In consideration of the impressive cytotoxicity, we next aimed our study at the potential mechanism(s) of action of the representative analogs 11 and 15, as well as R-antofine. Our preliminary cDNA microarray data indicated that R-antofine had a profound influence on the major replication initiation complexes ORC (origin recognition complex) and MCM (DNA replication licensing factor) in early S phase. The DNA replication licensing factors Cdt1 (DNA replication factor) and CDC6 (cell division control protein 6) were also up-regulated in a dose- or time-dependent manner when CL1-5 cells were exposed to R-antofine for 24 and 48 h, as confirmed by RT-PCR (0.01 μg/mL, Figure 2) and Western blot analysis (Figure 3). These data indicated that R-antofine promotes dysregulation of DNA replication in lung cancer cells. However, it is not clear whether the cytotoxic effect of R-antofine is directly correlated with promoting dysregulation of DNA replication. In general, the effects of 11 and 15 were not significant, falling in between those produced by R-antofine and control. An in-depth investigation on diverse cell events should be helpful for further clarification of their mechanism of action. Obviously, the difference in the E-ring structure is involved in these observed effects, and the E-ring is not totally indispensable.

Figure 2.

Figure 2

RT-PCR results of R-antofine, 11, and 15 at 0.01 μg/mL on major DNA replication complexes in CL1-5 cells at 24 and 48 h

Figure 3.

Figure 3

Western blot analysis of R-antofine, 11, and 15 on major DNA replication complexes in CL1-5 cells at 24 and 48 h

Compound 11 was then selected for an in vivo study in mice against HT-29 human colorectal adenocarcinoma xenograft. Mice in group 1 received vehicle and served as control for all treatment groups. The median time to endpoint (TTE) for mice in the control group was 16.3 days with a range of 13.8–21.9 days. Compound 11, i.v. at 20 mg/kg (qd to end), produced a median TTE of 21.3 days and caused 1.1% maximum group body weight loss on day 12, indicating statistically significant antitumor activity (P < 0.05) and no obvious toxicity. When dosed i.v./i.p. at 20 mg/kg (bid to end), 11 produced a median TTE of 20.9 days and caused 7.2% maximum group body weight loss occurring on day 19. One tumor remained in the study on day 29 and one treatment-related (TR) death occurred on day 20 (Figures 4 and 5). When dosing frequency was increased, no improved efficacy was observed. Interestingly, a similar phenomenon was also reported in previous studies.
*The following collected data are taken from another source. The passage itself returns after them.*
//! Binding endpoints and accepting connections.
//!
//! A [`Server`] is built with [`Server::builder`], bound into a [`Listener`]
//! and then serves a [`Handler`](crate::handler::Handler) on every accepted
//! transport:
//!
//! ```no_run
//! use futures::FutureExt;
//! use micro_serve::handler::{Context, Done, make_handler};
//! use micro_serve::protocol::BoxError;
//! use micro_serve::server::Server;
//!
//! async fn hello(mut ctx: Context<'_>) -> Result<Done, BoxError> {
//!     ctx.response_mut().set_body("Hello World!\r\n");
//!     Ok(ctx.done().await?)
//! }
//!
//! # async fn run() -> Result<(), Box<dyn std::error::Error>> {
//! let listener = Server::builder().bind("127.0.0.1:8080").build()?.bind().await?;
//! listener.serve(make_handler(|ctx| hello(ctx).boxed())).await?;
//! # Ok(())
//! # }
//! ```
//!
//! One listener runs on one runtime. Scaling over several cores means binding
//! several listeners, each on its own current-thread runtime; they share
//! nothing.

mod config;
mod error;
mod listener;

pub use config::ServerBuilder;
pub use error::{ServerBuildError, ServerError};
pub use listener::{Listener, Server};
For instance, the effectiveness of phenanthroindolizidine analogs with C14-OH was found to be highly schedule dependent, e.g., the therapeutic index of DCB-3503 may be lost if given daily instead of every three days.33 Therefore, a more rationally designed dosing regimen is being investigated in order for the compounds to exert their best tumor inhibitory effects, and meanwhile, reduce toxicity that could result from unnecessary repetitive dosing. Moreover, we tested compound 11 against human umbilical vein endothelial cells (HUVECs, normal cells), and the results indicated that the cytotoxicity of R-cryptopleurine was reduced by 30-fold through our modification, as shown in Figure 6 (GI50 320 nM vs. 11 nM). Such improved selectivity against cancer cells over normal cells demonstrates that our newly synthesized analogs can potentially reduce unwanted side effects in vivo. In summary, compound 11 exhibited potent in vitro anticancer activity with improved cell line selectivity and moderate antitumor activity against HT-29 human colorectal adenocarcinoma in male nude-athymic mice at a dose of 20 mg/kg without causing obvious toxicity.

Figure 4.

Figure 4

Individual animal body weight change for control and treatment groups

Figure 5.

Figure 5

In vivo antitumor activity of compound 11

Figure 6.

Figure 6

Comparison of compound 11 and R-cryptopleurine against Human Umbilical Vein Endothelial Cells (HUVECs)

Conclusions

New synthetic antofine and cryptopleurine analogs with varied E-ring size or heteroatom incorporation were designed and prepared. Two analogs, 11 and 16, were the most active compounds against tested cancer cell lines, with interestingly improved selectivity against HCT-8 cell growth. Mechanistic studies indicated that R-antofine is capable of promoting dysregulation of DNA replication in early S phase, whereas no similar results were found for compounds 11 and 15. It is still unclear how this activity correlates with the potent cytotoxicity of antofine, and further investigation is ongoing. In our in vivo antitumor study, we found that 11 had improved activity on HUVECs and moderate antitumor effect on human HT-29 adenocarcinoma xenograft in mice. However, further studies in other tumor models are warranted to find out which type of tumor affords the most sensitivity and what treatment protocol provides the best therapeutic index. Moreover, compound 16 appears to be an interesting analog that necessitates in-depth investigation, and results will be reported in due course. Additionally, CNS toxicity will also be explored in the future.

Experimental section

All chemicals were used as purchased. Melting points were measured using a Fisher Johns melting apparatus without correction. Proton nuclear magnetic resonance (1H NMR) spectra were measured on a 300 MHz Gemini or a Varian Inova (400 MHz) NMR spectrometer with TMS as the internal standard. The solvent used was CDCl3 unless otherwise indicated. Mass spectra were recorded on a Shimazu-2010 LC/MS/MS instrument equipped with a TurboIonsSpray ion source. All final target compounds were characterized and determined as at least >95% pure by analytical HPLC.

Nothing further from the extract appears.